What will take place?
It will essentially be five different areas: We will look at how you really understand who your market is, how you develop a business model and what people will pay you, which is about mechanisms for realising the value in your business. We will also do some work on thinking about your team, the skills and the resources you need for your business – we haven’t done that before. It will also involve developing a sales pipeline and how you mechanise the process of building relationships with customers, landing them and making sales.
The final bit is about refining the positioning of the business – you may be raising money or thinking about pitching to different types of customers or looking to approach a bank. It’s about giving you some of the tools that will let you go to the next step.
Have you changed much about Futurestart compared to last year?
This year we have two lots of funding from Ad:Venture, so through working in partnership with Wakefield Council we’ve had access to some of that funding. That’s brilliant because it means Futurestart is free.
We did some evaluation and feedback with last year’s teams to fix things that didn’t work last time out, and build on what did.
Two companies from last year’s programme – Remind2Find and Perc Applications – said they found it useful…
Fundamentally, at its core, Futurestart gives people focus – they specifically get one day or evening a week to do their homework and really move the business on that bit further. When you build up that momentum with a business partner it’s easier to keep things going as you’ve solved some of the challenges that come with that.
I think that’s why we’ve seen a number of people use the process and then go on to launch an MVP within a couple of months, which is great. That’s where they want to be.
Why was Wakefield (and West Yorkshire) chosen as the area for Futurestart?
It’s specifically because we have a partnership with Wakefield Council. They were keen to put themselves on the map, and Futurelabs is very keen to be a hub for some of the other tech hubs in the North of England; we want to make sure there is a connection between them.

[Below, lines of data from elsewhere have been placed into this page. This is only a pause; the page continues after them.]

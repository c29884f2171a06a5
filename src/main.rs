//! Queueing simulation application.
#![warn(
    missing_docs,
    trivial_casts,
    trivial_numeric_casts,
    unused_import_braces,
    unused_qualifications
)]
#![warn(clippy::all, clippy::pedantic)]
#![allow(
    clippy::module_name_repetitions,
    clippy::default_trait_access,
    clippy::inline_always
)]

use std::convert::TryFrom;
use std::fs::File;
use std::path::PathBuf;
use std::sync::{Arc, Mutex};
use std::time::Duration;

use clap::Parser;
use eyre::WrapErr;
use serde::Deserialize;

use mgcsim::{
    ClientQueue, Dispatcher, DistributionConfig, EventBus, ProgressReporter, Sampler, Server,
    ServerId, Simulation, Statistician, Subscriber,
};

/// Runs a multi-server queueing simulation.
#[derive(Parser)]
#[clap(version)]
struct Opt {
    /// Path to a JSON file describing the simulated system.
    #[clap(long)]
    config: PathBuf,

    /// Simulation duration override, e.g. `2s` or `500ms`.
    #[clap(long, parse(try_from_str = humantime::parse_duration))]
    duration: Option<Duration>,

    /// Server count override.
    #[clap(long)]
    servers: Option<usize>,

    /// Seed override for reproducible runs.
    #[clap(long)]
    seed: Option<u64>,

    /// Verbosity.
    #[clap(short, long, parse(from_occurrences))]
    verbose: i32,

    /// Store the logs in this file.
    #[clap(long)]
    log_output: Option<PathBuf>,

    /// Do not log to the stderr.
    #[clap(long)]
    no_stderr: bool,

    /// Do not draw the progress spinner.
    #[clap(long)]
    no_progress: bool,
}

/// Static description of the simulated system.
#[derive(Debug, Deserialize)]
struct SimulationConfig {
    duration_ms: u64,
    servers: usize,
    #[serde(default)]
    queue_capacity: Option<usize>,
    arrival: DistributionConfig,
    service: DistributionConfig,
    #[serde(default)]
    seed: Option<u64>,
}

impl TryFrom<&Opt> for SimulationConfig {
    type Error = eyre::Error;

    fn try_from(opt: &Opt) -> eyre::Result<Self> {
        let file = File::open(&opt.config).wrap_err_with(|| {
            format!("unable to open simulation config: {}", opt.config.display())
        })?;
        let mut config: SimulationConfig =
            serde_json::from_reader(file).wrap_err("unable to parse simulation config")?;
        if let Some(duration) = opt.duration {
            config.duration_ms =
                u64::try_from(duration.as_millis()).wrap_err("duration out of range")?;
        }
        if let Some(servers) = opt.servers {
            config.servers = servers;
        }
        if let Some(seed) = opt.seed {
            config.seed = Some(seed);
        }
        Ok(config)
    }
}

impl SimulationConfig {
    /// Wires up the components and runs the simulation to completion,
    /// printing the summary afterwards.
    fn run(&self, show_progress: bool) -> eyre::Result<()> {
        eyre::ensure!(self.duration_ms > 0, "simulation duration must be positive");
        eyre::ensure!(self.servers > 0, "server count must be positive");

        let (bus, receiver) = EventBus::channel();

        let service: Arc<dyn Sampler> = Arc::from(self.service.build(self.seed)?);
        let arrivals = self.arrival.build(self.seed.map(|s| s.wrapping_add(1)))?;

        let servers: Vec<_> = (0..self.servers)
            .map(|id| {
                Arc::new(Server::new(
                    ServerId::from(id),
                    Arc::clone(&service),
                    bus.clone(),
                ))
            })
            .collect();
        let queue = Arc::new(match self.queue_capacity {
            Some(capacity) => ClientQueue::bounded(capacity),
            None => ClientQueue::unbounded(),
        });
        let dispatcher = Arc::new(Dispatcher::new(
            servers.clone(),
            Arc::clone(&queue),
            bus.clone(),
        ));
        let statistician = Arc::new(Mutex::new(Statistician::new(queue, servers.clone())));

        let mut subscribers: Vec<Box<dyn Subscriber>> =
            vec![Box::new(Arc::clone(&statistician))];
        if show_progress {
            subscribers.push(Box::new(ProgressReporter::new()));
        }
        let bus_handle = receiver.spawn(subscribers);

        let mut simulation = Simulation::new(
            arrivals,
            Duration::from_millis(self.duration_ms),
            servers,
            dispatcher,
            bus,
        );
        simulation.run();
        bus_handle.join();

        let statistician = statistician.lock().expect("statistician poisoned");
        for error in statistician.errors() {
            log::error!("{}", error);
        }
        println!("{}", statistician.summarize());
        Ok(())
    }
}

/// Set up a logger based on the given user options.
fn set_up_logger(opt: &Opt) -> Result<(), fern::InitError> {
    let log_level = match opt.verbose {
        1 => log::LevelFilter::Info,
        2 => log::LevelFilter::Debug,
        3 => log::LevelFilter::Trace,
        _ => log::LevelFilter::Warn,
    };
    let dispatch = fern::Dispatch::new()
        .format(|out, message, record| out.finish(format_args!("[{}] {}", record.level(), message)))
        .level(log_level);
    let dispatch = if let Some(path) = &opt.log_output {
        let _ = std::fs::remove_file(path);
        dispatch.chain(
            std::fs::OpenOptions::new()
                .write(true)
                .create(true)
                .append(false)
                .open(path)?,
        )
    } else {
        dispatch
    };
    let dispatch = if opt.no_stderr {
        dispatch
    } else {
        dispatch.chain(std::io::stderr())
    };
    dispatch.apply()?;
    Ok(())
}

fn main() -> eyre::Result<()> {
    color_eyre::install()?;
    let opt = Opt::parse();
    set_up_logger(&opt)?;
    let config = SimulationConfig::try_from(&opt)?;
    config.run(!opt.no_progress)
}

I’m passionate about helping people who aren’t based in Leeds – they may live elsewhere with their family – and want to feel connected within the ecosystem. We should be helping people with that rather than pulling them to the city centre. Jim Farmery from the council and I have worked on various projects together over the last 10 years, so this has been quite a natural partnership.
Who is your ideal applicant?
It’s quite broad. We have people who haven’t really done anything other than some market research and formed something of a team. And then we’ve had others who have been running a product for 18 months and wanted help to validate some of the questions they had about the business; it can be any of those points in-between. Some companies are incorporated and quite a few aren’t.
Going back to my first point, I think it’s about your state of mind – if you’re ready and want to give your business a push and move it on, when you have something there but want to refine it, then five evenings can move you to where you want to be.
We’ve had a few businesses that went through a real wobble and did a complete pivot as they found out that what they were doing wasn’t valid. That’s important – we don’t want people to waste their time – we always want to push them and keep moving their product on.
Do you recommend any reading materials for startups?
We lean heavily on The Mum Test by Rob Fitzpatrick – it’s a great little book that you can read in two hours. Everybody has to read it before they go on the course as we give it for homework, but I recommend that anybody picks it up as it’s a great starting point.
The other kind of go-to manual is The Lean Startup by Eric Rise – that’s still a bit of a classic in terms of things to think about. Both are great.